[Record set — start]

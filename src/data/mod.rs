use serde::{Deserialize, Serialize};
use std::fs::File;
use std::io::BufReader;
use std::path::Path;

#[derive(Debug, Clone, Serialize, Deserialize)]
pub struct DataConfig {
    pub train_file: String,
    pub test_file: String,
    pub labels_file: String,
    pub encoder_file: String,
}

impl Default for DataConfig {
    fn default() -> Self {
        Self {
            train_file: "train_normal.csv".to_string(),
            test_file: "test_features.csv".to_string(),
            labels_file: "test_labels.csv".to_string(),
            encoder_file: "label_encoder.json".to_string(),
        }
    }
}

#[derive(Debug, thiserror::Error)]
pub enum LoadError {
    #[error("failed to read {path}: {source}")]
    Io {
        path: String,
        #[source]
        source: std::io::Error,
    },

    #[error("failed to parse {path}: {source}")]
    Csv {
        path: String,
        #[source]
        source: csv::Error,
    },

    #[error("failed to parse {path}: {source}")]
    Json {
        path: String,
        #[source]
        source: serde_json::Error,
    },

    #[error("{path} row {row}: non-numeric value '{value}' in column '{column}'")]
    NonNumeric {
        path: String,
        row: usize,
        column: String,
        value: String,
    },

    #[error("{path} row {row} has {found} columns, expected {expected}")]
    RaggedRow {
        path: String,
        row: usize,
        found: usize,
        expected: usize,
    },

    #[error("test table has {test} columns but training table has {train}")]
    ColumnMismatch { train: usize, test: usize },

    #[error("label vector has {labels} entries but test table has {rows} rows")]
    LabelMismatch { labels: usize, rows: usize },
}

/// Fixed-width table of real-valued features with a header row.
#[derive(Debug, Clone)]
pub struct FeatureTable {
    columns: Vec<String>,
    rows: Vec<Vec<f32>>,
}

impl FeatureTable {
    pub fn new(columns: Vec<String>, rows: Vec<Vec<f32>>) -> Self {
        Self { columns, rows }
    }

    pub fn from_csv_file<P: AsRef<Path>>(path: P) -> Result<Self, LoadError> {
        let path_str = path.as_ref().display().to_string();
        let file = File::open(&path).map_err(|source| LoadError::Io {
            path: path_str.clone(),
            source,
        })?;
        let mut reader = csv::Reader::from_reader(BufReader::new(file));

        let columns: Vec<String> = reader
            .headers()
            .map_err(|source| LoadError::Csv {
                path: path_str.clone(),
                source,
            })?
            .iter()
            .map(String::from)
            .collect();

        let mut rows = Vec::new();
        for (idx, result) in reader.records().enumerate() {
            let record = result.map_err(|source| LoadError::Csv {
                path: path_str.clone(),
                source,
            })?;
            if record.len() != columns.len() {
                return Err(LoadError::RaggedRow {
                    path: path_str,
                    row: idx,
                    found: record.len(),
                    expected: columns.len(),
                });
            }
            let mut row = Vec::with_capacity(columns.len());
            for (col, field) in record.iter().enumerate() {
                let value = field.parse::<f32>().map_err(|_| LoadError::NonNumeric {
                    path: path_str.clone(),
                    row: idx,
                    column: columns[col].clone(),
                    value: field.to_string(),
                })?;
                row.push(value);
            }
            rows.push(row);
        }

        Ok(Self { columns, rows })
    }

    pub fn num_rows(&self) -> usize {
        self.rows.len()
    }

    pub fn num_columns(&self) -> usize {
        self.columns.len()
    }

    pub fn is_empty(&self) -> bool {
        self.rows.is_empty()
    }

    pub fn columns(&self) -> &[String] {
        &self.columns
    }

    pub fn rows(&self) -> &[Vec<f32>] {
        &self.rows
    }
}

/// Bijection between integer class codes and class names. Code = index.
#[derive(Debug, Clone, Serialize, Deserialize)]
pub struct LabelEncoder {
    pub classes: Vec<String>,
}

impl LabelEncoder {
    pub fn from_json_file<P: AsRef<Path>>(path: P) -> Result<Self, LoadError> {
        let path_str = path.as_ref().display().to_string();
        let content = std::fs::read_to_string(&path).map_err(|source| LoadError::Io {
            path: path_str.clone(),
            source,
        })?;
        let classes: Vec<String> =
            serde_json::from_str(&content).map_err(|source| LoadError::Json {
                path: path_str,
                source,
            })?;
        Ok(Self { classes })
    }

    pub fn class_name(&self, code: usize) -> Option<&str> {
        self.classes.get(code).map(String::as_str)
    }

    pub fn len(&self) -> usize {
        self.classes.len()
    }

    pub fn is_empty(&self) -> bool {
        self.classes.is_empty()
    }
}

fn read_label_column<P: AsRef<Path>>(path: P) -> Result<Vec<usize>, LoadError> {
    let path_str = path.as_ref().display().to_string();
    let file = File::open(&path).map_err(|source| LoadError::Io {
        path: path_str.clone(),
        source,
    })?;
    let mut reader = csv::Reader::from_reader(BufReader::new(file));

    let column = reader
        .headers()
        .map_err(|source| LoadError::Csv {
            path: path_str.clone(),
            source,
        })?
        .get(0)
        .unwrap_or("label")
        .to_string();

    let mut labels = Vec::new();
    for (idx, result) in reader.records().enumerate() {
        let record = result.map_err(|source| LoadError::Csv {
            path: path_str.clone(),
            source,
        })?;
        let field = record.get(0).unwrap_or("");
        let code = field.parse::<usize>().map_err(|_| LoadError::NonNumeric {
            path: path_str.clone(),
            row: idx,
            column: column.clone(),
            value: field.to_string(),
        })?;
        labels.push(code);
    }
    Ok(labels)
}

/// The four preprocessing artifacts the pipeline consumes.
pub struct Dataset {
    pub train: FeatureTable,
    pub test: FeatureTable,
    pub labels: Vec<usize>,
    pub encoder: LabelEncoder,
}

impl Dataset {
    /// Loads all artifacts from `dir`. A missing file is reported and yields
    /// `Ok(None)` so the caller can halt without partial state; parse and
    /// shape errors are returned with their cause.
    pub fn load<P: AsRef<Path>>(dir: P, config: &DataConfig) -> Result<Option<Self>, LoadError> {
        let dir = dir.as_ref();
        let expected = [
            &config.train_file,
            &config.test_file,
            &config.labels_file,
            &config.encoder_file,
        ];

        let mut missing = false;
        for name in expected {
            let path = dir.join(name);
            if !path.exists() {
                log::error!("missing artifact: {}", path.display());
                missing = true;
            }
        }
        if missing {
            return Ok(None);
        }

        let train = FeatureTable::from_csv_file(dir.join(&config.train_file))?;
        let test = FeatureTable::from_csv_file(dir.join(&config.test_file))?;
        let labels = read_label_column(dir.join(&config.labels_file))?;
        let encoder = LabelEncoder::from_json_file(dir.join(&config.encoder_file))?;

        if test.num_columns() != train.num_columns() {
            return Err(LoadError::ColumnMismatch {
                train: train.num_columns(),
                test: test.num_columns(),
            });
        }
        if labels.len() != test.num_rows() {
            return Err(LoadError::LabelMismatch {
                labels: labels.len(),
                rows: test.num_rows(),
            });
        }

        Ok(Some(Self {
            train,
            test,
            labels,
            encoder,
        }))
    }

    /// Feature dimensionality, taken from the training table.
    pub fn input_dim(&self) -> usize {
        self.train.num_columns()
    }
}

[Record set — finish]
[Record set — start]

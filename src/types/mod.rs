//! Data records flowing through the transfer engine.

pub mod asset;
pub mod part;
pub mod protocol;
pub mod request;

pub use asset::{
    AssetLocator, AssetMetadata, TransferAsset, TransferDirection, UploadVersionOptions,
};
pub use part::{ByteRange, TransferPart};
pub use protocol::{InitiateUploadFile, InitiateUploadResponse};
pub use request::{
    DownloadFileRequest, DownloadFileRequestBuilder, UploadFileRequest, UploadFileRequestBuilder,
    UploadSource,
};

[Record set — finish]
[Record set — start]

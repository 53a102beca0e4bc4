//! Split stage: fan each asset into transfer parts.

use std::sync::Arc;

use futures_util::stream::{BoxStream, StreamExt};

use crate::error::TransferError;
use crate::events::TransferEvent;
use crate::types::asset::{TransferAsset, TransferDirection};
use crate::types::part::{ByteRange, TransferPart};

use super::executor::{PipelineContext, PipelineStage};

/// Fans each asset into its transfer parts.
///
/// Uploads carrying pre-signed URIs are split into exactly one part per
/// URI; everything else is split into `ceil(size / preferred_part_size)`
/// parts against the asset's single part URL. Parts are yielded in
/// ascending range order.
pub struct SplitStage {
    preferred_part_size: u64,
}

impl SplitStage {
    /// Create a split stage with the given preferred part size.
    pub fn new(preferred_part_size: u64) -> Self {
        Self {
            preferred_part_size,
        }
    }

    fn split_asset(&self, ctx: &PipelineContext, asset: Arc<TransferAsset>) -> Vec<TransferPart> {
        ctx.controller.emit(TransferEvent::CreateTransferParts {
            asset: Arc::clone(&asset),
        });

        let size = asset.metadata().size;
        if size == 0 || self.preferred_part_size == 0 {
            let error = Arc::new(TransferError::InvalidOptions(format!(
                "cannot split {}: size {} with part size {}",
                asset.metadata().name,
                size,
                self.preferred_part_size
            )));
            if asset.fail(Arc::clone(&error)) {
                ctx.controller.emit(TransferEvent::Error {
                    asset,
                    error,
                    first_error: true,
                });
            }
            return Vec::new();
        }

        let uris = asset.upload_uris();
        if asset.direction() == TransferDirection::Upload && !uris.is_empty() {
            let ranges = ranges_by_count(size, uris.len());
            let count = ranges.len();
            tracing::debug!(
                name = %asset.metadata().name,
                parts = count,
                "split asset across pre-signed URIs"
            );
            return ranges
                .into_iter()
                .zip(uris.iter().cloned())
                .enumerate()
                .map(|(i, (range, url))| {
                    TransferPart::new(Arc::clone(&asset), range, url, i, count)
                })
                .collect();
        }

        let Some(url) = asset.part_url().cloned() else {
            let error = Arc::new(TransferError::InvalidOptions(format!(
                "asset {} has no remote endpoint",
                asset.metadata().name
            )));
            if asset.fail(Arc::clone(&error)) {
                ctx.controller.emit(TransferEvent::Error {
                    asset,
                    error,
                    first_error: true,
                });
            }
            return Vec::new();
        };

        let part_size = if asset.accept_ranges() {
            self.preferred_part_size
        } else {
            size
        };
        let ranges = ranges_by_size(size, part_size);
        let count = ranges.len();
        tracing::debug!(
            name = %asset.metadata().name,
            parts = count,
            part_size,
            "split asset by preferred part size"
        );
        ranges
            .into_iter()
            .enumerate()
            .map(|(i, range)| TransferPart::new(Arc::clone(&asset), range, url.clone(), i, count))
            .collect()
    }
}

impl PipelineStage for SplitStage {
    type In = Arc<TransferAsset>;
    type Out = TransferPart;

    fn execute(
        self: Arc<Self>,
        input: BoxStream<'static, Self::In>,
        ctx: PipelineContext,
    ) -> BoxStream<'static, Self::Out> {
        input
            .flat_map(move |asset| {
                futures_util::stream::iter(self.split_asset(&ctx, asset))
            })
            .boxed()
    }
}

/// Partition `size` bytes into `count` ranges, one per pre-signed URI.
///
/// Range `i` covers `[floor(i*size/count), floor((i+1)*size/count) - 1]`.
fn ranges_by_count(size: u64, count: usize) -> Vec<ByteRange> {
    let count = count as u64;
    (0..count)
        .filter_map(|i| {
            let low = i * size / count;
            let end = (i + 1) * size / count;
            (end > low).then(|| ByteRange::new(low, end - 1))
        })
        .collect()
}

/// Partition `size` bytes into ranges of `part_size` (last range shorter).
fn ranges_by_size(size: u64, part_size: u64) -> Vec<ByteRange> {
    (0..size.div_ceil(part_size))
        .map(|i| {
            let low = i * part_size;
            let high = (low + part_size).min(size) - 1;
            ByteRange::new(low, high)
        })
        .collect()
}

[Record set — finish]

**Exercise instructions:** Give only a number, namely how many lines in the entries above hold the word "classes".

**Expected answer:** 6